J’ai écrit la légende des photos fascinantes qui ont porté à travers les âges la trace de sa beauté plastique, de sa fragilité, de ses excès, de l’éclat de son regard quand il était en compagnie charmante, de la barbe qui disait son renoncement à dormir chez lui et camouflait tous les matins où il n’avait pas eu le temps de se raser avant d’arriver en retard à l’entraînement.
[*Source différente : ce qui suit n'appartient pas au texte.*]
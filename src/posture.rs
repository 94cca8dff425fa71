use std::fmt;

use serde::{Deserialize, Serialize};

use crate::geometry::{bounding_box, leg_straightness_angle, torso_verticality_angle};
use crate::keypoints::KeypointSet;

/// Posture vocabulary shared by the whole engine.
///
/// `Unknown` never leaves the classifier boundary. `Laying` is never derived
/// from geometry; only configured demo sessions produce it.
#[derive(Debug, Clone, Copy, PartialEq, Eq, Hash, Serialize, Deserialize)]
#[serde(rename_all = "lowercase")]
pub enum PostureLabel {
    Standing,
    Sitting,
    Laying,
    Falling,
    Unknown,
}

impl PostureLabel {
    pub fn as_str(&self) -> &'static str {
        match self {
            PostureLabel::Standing => "standing",
            PostureLabel::Sitting => "sitting",
            PostureLabel::Laying => "laying",
            PostureLabel::Falling => "falling",
            PostureLabel::Unknown => "unknown",
        }
    }

    pub fn is_known(&self) -> bool {
        !matches!(self, PostureLabel::Unknown)
    }
}

impl fmt::Display for PostureLabel {
    fn fmt(&self, f: &mut fmt::Formatter<'_>) -> fmt::Result {
        f.write_str(self.as_str())
    }
}

impl std::str::FromStr for PostureLabel {
    type Err = anyhow::Error;

    fn from_str(s: &str) -> Result<Self, Self::Err> {
        match s.to_ascii_lowercase().as_str() {
            "standing" => Ok(PostureLabel::Standing),
            "sitting" => Ok(PostureLabel::Sitting),
            "laying" => Ok(PostureLabel::Laying),
            "falling" => Ok(PostureLabel::Falling),
            other => anyhow::bail!("unknown posture `{other}`"),
        }
    }
}

/// Classifier cutoffs. Angles are in degrees.
#[derive(Debug, Clone, Copy, PartialEq, Serialize, Deserialize)]
#[serde(default)]
pub struct Thresholds {
    /// Torso verticality below this is a fall.
    pub fall_angle: f32,
    /// A box wider than `height * flat_aspect_ratio` is a fall.
    pub flat_aspect_ratio: f32,
    /// Minimum torso verticality for standing.
    pub standing_angle: f32,
    /// `height / width` above this supports standing.
    pub standing_aspect_ratio: f32,
    /// Knee bend below this supports standing.
    pub leg_straightness: f32,
}

impl Default for Thresholds {
    fn default() -> Self {
        Self {
            fall_angle: 45.0,
            flat_aspect_ratio: 1.25,
            standing_angle: 60.0,
            standing_aspect_ratio: 1.2,
            leg_straightness: 40.0,
        }
    }
}

/// Stateless mapping from one keypoint set to an instantaneous label.
#[derive(Debug, Clone, Copy, Default)]
pub struct PostureClassifier {
    thresholds: Thresholds,
}

impl PostureClassifier {
    pub fn new(thresholds: Thresholds) -> Self {
        Self { thresholds }
    }

    /// First match wins: falling, then standing, otherwise sitting.
    pub fn classify(&self, ks: &KeypointSet) -> PostureLabel {
        let t = &self.thresholds;
        let torso = torso_verticality_angle(ks);
        let bbox = bounding_box(ks);

        // The flat-shape override catches diagonal falls whose torso angle
        // sits just above the cutoff.
        if torso < t.fall_angle || bbox.width > bbox.height * t.flat_aspect_ratio {
            return PostureLabel::Falling;
        }

        if torso >= t.standing_angle
            && (bbox.tallness() > t.standing_aspect_ratio
                || leg_straightness_angle(ks) < t.leg_straightness)
        {
            return PostureLabel::Standing;
        }

        PostureLabel::Sitting
    }

    /// Frame-level entry point: no body means no label this frame.
    pub fn classify_frame(&self, ks: Option<&KeypointSet>) -> Option<PostureLabel> {
        let label = ks.map(|ks| self.classify(ks))?;
        label.is_known().then_some(label)
    }
}

#[cfg(test)]
mod tests {
    use super::*;
    use crate::geometry::fixtures;
    use crate::keypoints::{Keypoint, LEFT_HIP};

    fn classifier() -> PostureClassifier {
        PostureClassifier::new(Thresholds::default())
    }

    #[test]
    fn classifies_the_three_runtime_postures() {
        let c = classifier();
        assert_eq!(c.classify(&fixtures::standing()), PostureLabel::Standing);
        assert_eq!(c.classify(&fixtures::sitting()), PostureLabel::Sitting);
        assert_eq!(c.classify(&fixtures::fallen()), PostureLabel::Falling);
    }

    #[test]
    fn classification_is_deterministic() {
        let c = classifier();
        for ks in [fixtures::standing(), fixtures::sitting(), fixtures::fallen()] {
            assert_eq!(c.classify(&ks), c.classify(&ks));
        }
    }

    #[test]
    fn laying_is_never_detected_from_geometry() {
        // A horizontal body is reported as falling; laying only comes from
        // configured demo sessions.
        let c = classifier();
        for ks in [fixtures::standing(), fixtures::sitting(), fixtures::fallen()] {
            assert_ne!(c.classify(&ks), PostureLabel::Laying);
            assert_ne!(c.classify(&ks), PostureLabel::Unknown);
        }
    }

    #[test]
    fn missing_hip_biases_towards_falling() {
        let mut ks = fixtures::standing();
        ks.set(LEFT_HIP, Keypoint::absent());
        assert_eq!(classifier().classify(&ks), PostureLabel::Falling);
    }

    #[test]
    fn thresholds_are_configurable() {
        let strict = PostureClassifier::new(Thresholds {
            standing_angle: 91.0,
            ..Thresholds::default()
        });
        assert_eq!(strict.classify(&fixtures::standing()), PostureLabel::Sitting);
    }

    #[test]
    fn no_body_yields_no_label() {
        assert_eq!(classifier().classify_frame(None), None);
        assert_eq!(
            classifier().classify_frame(Some(&fixtures::fallen())),
            Some(PostureLabel::Falling)
        );
    }

    #[test]
    fn labels_parse_from_names() {
        assert_eq!("Laying".parse::<PostureLabel>().unwrap(), PostureLabel::Laying);
        assert!("working".parse::<PostureLabel>().is_err());
    }
}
Je dois confesser que, initialement, j’avais raconté l’histoire de George sans m’en mêler vraiment, sans intervenir, à la troisième personne. J’avais compilé tout ce j’avais vu, tout ce que j’avais lu, tout ce que j’avais ressenti en marchant sur ses traces, de Manchester à Hermosa Beach, de Belfast à son pub le Phene Arms, à Chelsea, et j’avais rencontré ses anciens proches, dont son ancienne femme, Angie, qui avait dans le regard l’amour qui reste, longtemps après, quand tout est fini. Mais chez Stock, mon éditeur, on m’a assuré qu’il manquait quelque chose, et c’est comme cela que j’ai fini par oser écrire quelques pages à la première personne, un tourment quand on passe sa vie à raconter la vie des autres.